Ebner Stolz hatte bislang über ihr internationales Netzwerk Nexia, das über 57 Partnerbüros in der Volksrepublik hat, schon enge Kontakte nach China. Mit der eigenen Präsenz möchte die Prüfungs- und Beratungsgesellschaft nun den deutschsprachigen Service ausbauen. „Nach wie vor bestehen sprachliche und auch kulturelle Barrieren“, begründet Christian Fuchs, Partner bei Ebner Stolz in Stuttgart, den Expansionsschrit, „unsere Mandanten fordern einen deutschen Ansprechpartner vor Ort, der die Herausforderungen des chinesischen Marktes kennt.“
Das Team unterstützt bei Unternehmensgründungen vor Ort, die häufig über Joint-Venture-Konstruktionen erfolgen, sowie bei internen oder behördlichen Prüfungen, die auf Tochterfirmen zukommen können. Geleitet wird es von den Partnern Dr. Gerald Neumann, Eileen Wu und Christian Vogt. Jurist Neumann hatte nach Stationen bei Wotax International und EunaCon Consulting in den vergangenen Jahren die Beratungseinheit Fan Chan & Dr. Neumann Business in Schanghai mitgeführt, wo auch Steuerexperte Christian Vogt Anfang 2017 Partner wurde. Beide hatten zuvor mehrere Jahre für die Deutsche Bank in Asien gearbeitet.
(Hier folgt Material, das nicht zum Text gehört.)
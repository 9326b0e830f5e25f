use go::{board_sq, input_channels, policy_size};

use super::error::RecordError;
use super::example::TrainingExample;

/// Serialized records decoded into the flat float tensors the training loop feeds on.
/// Planes are cast from bytes to floats.
#[derive(Debug, Default, Clone, PartialEq)]
pub struct TrainingBatch {
    pub x: Vec<f32>,
    pub yp: Vec<f32>,
    pub yv: Vec<f32>,
}

impl TrainingBatch {
    pub fn from_records<B: AsRef<[u8]>>(
        records: &[B],
        board_size: usize,
        history_steps: usize,
    ) -> Result<Self, RecordError> {
        let num_records = records.len();
        let mut x = Vec::with_capacity(num_records * input_channels(history_steps) * board_sq(board_size));
        let mut yp = Vec::with_capacity(num_records * policy_size(board_size));
        let mut yv = Vec::with_capacity(num_records);

        for record in records {
            let example = TrainingExample::from_bytes(record.as_ref(), board_size, history_steps)?;
            x.extend(example.planes.iter().map(|&v| v as f32));
            yp.extend_from_slice(&example.probabilities);
            yv.push(example.winner);
        }

        Ok(Self { x, yp, yv })
    }

    pub fn len(&self) -> usize {
        self.yv.len()
    }

    pub fn is_empty(&self) -> bool {
        self.yv.is_empty()
    }
}
use super::color::Color;
use super::constants::board_sq;
use super::game::{Game, Move};

/// Occupancy snapshots of both colors, one per step. Snapshot `t` is the board
/// before the move of step `t` was played.
#[derive(Debug, Clone, PartialEq, Eq)]
pub struct BoardHistory {
    board_size: usize,
    black: Vec<Vec<u8>>,
    white: Vec<Vec<u8>>,
}

impl BoardHistory {
    /// Replays every move of the game. Capture positions are expected to be on the board.
    pub fn replay(game: &Game, board_size: usize) -> Self {
        let board_sq = board_sq(board_size);
        let mut blacks = vec![0u8; board_sq];
        let mut whites = vec![0u8; board_sq];
        let mut black = Vec::with_capacity(game.len());
        let mut white = Vec::with_capacity(game.len());

        let mut to_move = Color::Black;
        for step in game.steps() {
            black.push(blacks.clone());
            white.push(whites.clone());

            let (my_side, opp_side) = match to_move {
                Color::Black => (&mut blacks, &mut whites),
                Color::White => (&mut whites, &mut blacks),
            };

            if let Move::Place(vertex) = step.action {
                my_side[vertex] = 1;
            }

            for &capture in &step.captures {
                opp_side[capture as usize] = 0;
            }

            to_move = to_move.opposite();
        }

        Self {
            board_size,
            black,
            white,
        }
    }

    pub fn board_size(&self) -> usize {
        self.board_size
    }

    pub fn len(&self) -> usize {
        self.black.len()
    }

    pub fn is_empty(&self) -> bool {
        self.black.is_empty()
    }

    pub fn side(&self, color: Color) -> &[Vec<u8>] {
        match color {
            Color::Black => &self.black,
            Color::White => &self.white,
        }
    }

    pub fn snapshot(&self, color: Color, step: usize) -> &[u8] {
        &self.side(color)[step]
    }
}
Die Wirtschaftsprüferin Wu wiederum bringt Erfahrung von KPMG und Ernst & Young mit.
Inbound und outbound unterwegs
Ebner Stolz berät nicht nur deutsche Mandanten wie beispielsweise Automobilzulieferer, Fußballclubs und Modehersteller in China, sondern begleitet regelmäßig über ihren China-Desk auch chinesische Unternehmen bei M&A-Transaktionen auf dem europäischen Markt. Aufgesetzt wurde der China-Desk, der von Senior-Manager Ran Chen geleitet wird, vor fünf Jahren.
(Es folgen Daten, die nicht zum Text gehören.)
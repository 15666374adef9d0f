use std::collections::VecDeque;

use super::{Arrival, PathHandle, Transport, TransportError};
use crate::wire::Header;
use crate::ProcessId;

const MAX_PAYLOAD: usize = 64 * 1024;

/// Path from a process to itself.
pub(crate) struct Loopback {
    me: ProcessId,
    queue: VecDeque<Arrival>,
}

impl Loopback {
    pub fn new(me: ProcessId) -> Self {
        Loopback {
            me,
            queue: VecDeque::new(),
        }
    }
}

impl Transport for Loopback {
    fn name(&self) -> &'static str {
        "loopback"
    }

    fn is_reliable(&self) -> bool {
        true
    }

    fn max_payload(&self) -> usize {
        MAX_PAYLOAD
    }

    fn can_reach(&self, dest: ProcessId) -> bool {
        dest == self.me
    }

    fn open(&mut self, dest: ProcessId) -> Result<PathHandle, TransportError> {
        if dest != self.me {
            return Err(TransportError::Unreachable(dest));
        }
        Ok(PathHandle(dest))
    }

    fn send_fragment(
        &mut self,
        _path: PathHandle,
        header: &Header,
        payload: &[u8],
    ) -> Result<(), TransportError> {
        self.queue.push_back(Arrival {
            header: *header,
            payload: payload.to_vec(),
        });
        Ok(())
    }

    fn poll_for_arrivals(&mut self, arrivals: &mut Vec<Arrival>) -> Result<(), TransportError> {
        arrivals.extend(self.queue.drain(..));
        Ok(())
    }

    fn close(&mut self, _path: PathHandle) {}
}
//! Organizing processes as communicators
//!
//! All processes initially partaking in the computation are organized in a context called the
//! 'world communicator' which is available as a property of the
//! [`Universe`](crate::environment::Universe). Duplicating a communicator gives the same
//! processes a fresh context: messages sent on one communicator never match receives posted
//! on another. Processes are addressed via their `Rank` within a communicator. This
//! information is encapsulated in a [`Process`].
//!
//! # Standard section(s)
//!
//! 6.4
//!
//! # Unfinished features
//!
//! - **6.3**: Group management
//! - **6.4.2**: Constructors other than `MPI_Comm_dup()`
//! - **6.6**: Inter-communication
//! - **7**: Process topologies

use std::fmt;
use std::sync::Arc;

use tracing::debug;

use crate::engine::lock::{ProgressLock, Unlocked};
use crate::engine::Engine;
use crate::error::{Error, Result};
use crate::{ContextId, ProcessId, Rank, Tag};

/// Topology traits
pub mod traits {
    pub use super::AsCommunicator;
}

/// Something that has a communicator associated with it
pub trait AsCommunicator {
    /// How the communicator's engine is guarded
    type Lock: ProgressLock;
    /// Returns the associated communicator.
    fn as_communicator(&self) -> &Communicator<Self::Lock>;
}

/// A group of processes together with a private matching context
///
/// # Standard section(s)
///
/// 6.4
pub struct Communicator<L: ProgressLock = Unlocked> {
    lock: Arc<L>,
    context: ContextId,
    rank: Rank,
    size: Rank,
}

impl<L: ProgressLock> Clone for Communicator<L> {
    fn clone(&self) -> Self {
        Communicator {
            lock: Arc::clone(&self.lock),
            context: self.context,
            rank: self.rank,
            size: self.size,
        }
    }
}

impl<L: ProgressLock> fmt::Debug for Communicator<L> {
    fn fmt(&self, f: &mut fmt::Formatter<'_>) -> fmt::Result {
        f.debug_struct("Communicator")
            .field("context", &self.context)
            .field("rank", &self.rank)
            .field("size", &self.size)
            .finish()
    }
}

impl<L: ProgressLock> Communicator<L> {
    pub(crate) fn world(lock: Arc<L>, rank: Rank, size: Rank) -> Self {
        Communicator {
            lock,
            context: 0,
            rank,
            size,
        }
    }

    /// Number of processes in this communicator
    ///
    /// # Standard section(s)
    ///
    /// 6.4.1
    pub fn size(&self) -> Rank {
        self.size
    }

    /// The `Rank` that identifies the calling process within this communicator
    ///
    /// # Standard section(s)
    ///
    /// 6.4.1
    pub fn rank(&self) -> Rank {
        self.rank
    }

    /// The context messages on this communicator are matched in
    pub fn context_id(&self) -> ContextId {
        self.context
    }

    /// Duplicate a communicator.
    ///
    /// The duplicate contains the same processes in a new context. Context ids are handed
    /// out in order, so every process must duplicate its communicators in the same order.
    ///
    /// # Standard section(s)
    ///
    /// 6.4.2
    pub fn duplicate(&self) -> Result<Communicator<L>> {
        let context = self.lock.with(Engine::allocate_context)?;
        debug!(from = self.context, context, "communicator duplicated");
        Ok(Communicator {
            lock: Arc::clone(&self.lock),
            context,
            rank: self.rank,
            size: self.size,
        })
    }

    /// A `Process` for the calling process
    pub fn this_process(&self) -> Process<'_, L> {
        self.process_at_rank(self.rank)
    }

    /// A `Process` for the process with rank `r` in this communicator.
    ///
    /// The rank is checked when the process is used in an operation.
    pub fn process_at_rank(&self, r: Rank) -> Process<'_, L> {
        Process { comm: self, rank: r }
    }

    /// An `AnyProcess` for this communicator
    pub fn any_process(&self) -> AnyProcess<'_, L> {
        AnyProcess { comm: self }
    }

    pub(crate) fn lock(&self) -> &L {
        &self.lock
    }

    pub(crate) fn shared_lock(&self) -> Arc<L> {
        Arc::clone(&self.lock)
    }

    /// Pass `err` through the error handler.
    pub(crate) fn raise(&self, err: Error) -> Error {
        self.lock.with(|engine| engine.raise(err))
    }

    /// The process behind rank `rank`, if the rank is part of the communicator.
    pub(crate) fn process_id(&self, op: &'static str, rank: Rank) -> Result<ProcessId> {
        if rank < 0 || rank >= self.size {
            return Err(self.raise(Error::InvalidRank { op, rank }));
        }
        Ok(rank as ProcessId)
    }

    pub(crate) fn check_tag(&self, op: &'static str, tag: Tag) -> Result<Tag> {
        if tag < 0 {
            return Err(self.raise(Error::InvalidTag { op, tag }));
        }
        Ok(tag)
    }
}

impl<L: ProgressLock> AsCommunicator for Communicator<L> {
    type Lock = L;
    fn as_communicator(&self) -> &Communicator<L> {
        self
    }
}

/// Identifies a process by its `Rank` within a certain communicator.
pub struct Process<'a, L: ProgressLock = Unlocked> {
    comm: &'a Communicator<L>,
    rank: Rank,
}

impl<'a, L: ProgressLock> Process<'a, L> {
    /// The process rank
    pub fn rank(&self) -> Rank {
        self.rank
    }

    /// Whether this is the calling process
    pub fn is_self(&self) -> bool {
        self.rank == self.comm.rank
    }
}

impl<'a, L: ProgressLock> AsCommunicator for Process<'a, L> {
    type Lock = L;
    fn as_communicator(&self) -> &Communicator<L> {
        self.comm
    }
}

/// Identifies an arbitrary process that is a member of a certain communicator, e.g. for use
/// as a `Source` in point to point communication.
pub struct AnyProcess<'a, L: ProgressLock = Unlocked> {
    comm: &'a Communicator<L>,
}

impl<'a, L: ProgressLock> AsCommunicator for AnyProcess<'a, L> {
    type Lock = L;
    fn as_communicator(&self) -> &Communicator<L> {
        self.comm
    }
}

#[cfg(test)]
mod tests {
    use crate::environment::Universe;
    use crate::error::ErrorKind;

    #[test]
    fn duplicates_get_fresh_contexts() {
        let universe = Universe::builder(1, 3).build().unwrap();
        let world = universe.world();
        assert_eq!((world.rank(), world.size(), world.context_id()), (1, 3, 0));
        let a = world.duplicate().unwrap();
        let b = a.duplicate().unwrap();
        assert_eq!(a.context_id(), 1);
        assert_eq!(b.context_id(), 2);
        assert_eq!(b.rank(), 1);
    }

    #[test]
    fn ranks_outside_the_communicator_are_rejected() {
        let universe = Universe::builder(0, 2).build().unwrap();
        let world = universe.world();
        assert_eq!(world.process_id("send", 1).unwrap(), 1);
        let err = world.process_id("send", 2).unwrap_err();
        assert_eq!(err.kind(), ErrorKind::Rank);
        let err = world.check_tag("send", -1).unwrap_err();
        assert_eq!(err.kind(), ErrorKind::Tag);
        assert!(world.this_process().is_self());
    }
}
Das Team war jüngst auch im Einsatz, als der strategische Investor Shenzhen Kaizhong Precision den Automobilzulieferer SMK aus Filderstadt erwarb. Während Ebner Stolz dabei das Transaktionsmanagement, die Due-Diligence-Prozesse und die steuerliche Strukturierung übernahm, wurde Shenzhen Kaizhong rechtlich von einem Team rund um Partnerin Dr. Sandra Link von King & Wood Mallesons (KWM) beraten. Die Familiengesellschafter wiederum setzten beim Unternehmensverkauf auf ein Team von CMS Hasche Sigle, das von Dr. Claus-Peter Fabian angeführt wurde. Zudem wurde das M&A-Team der Landesbank Baden-Württemberg in die Cross-Border-Transaktion eingebunden, die zugleich als Nachfolgeregelung diente.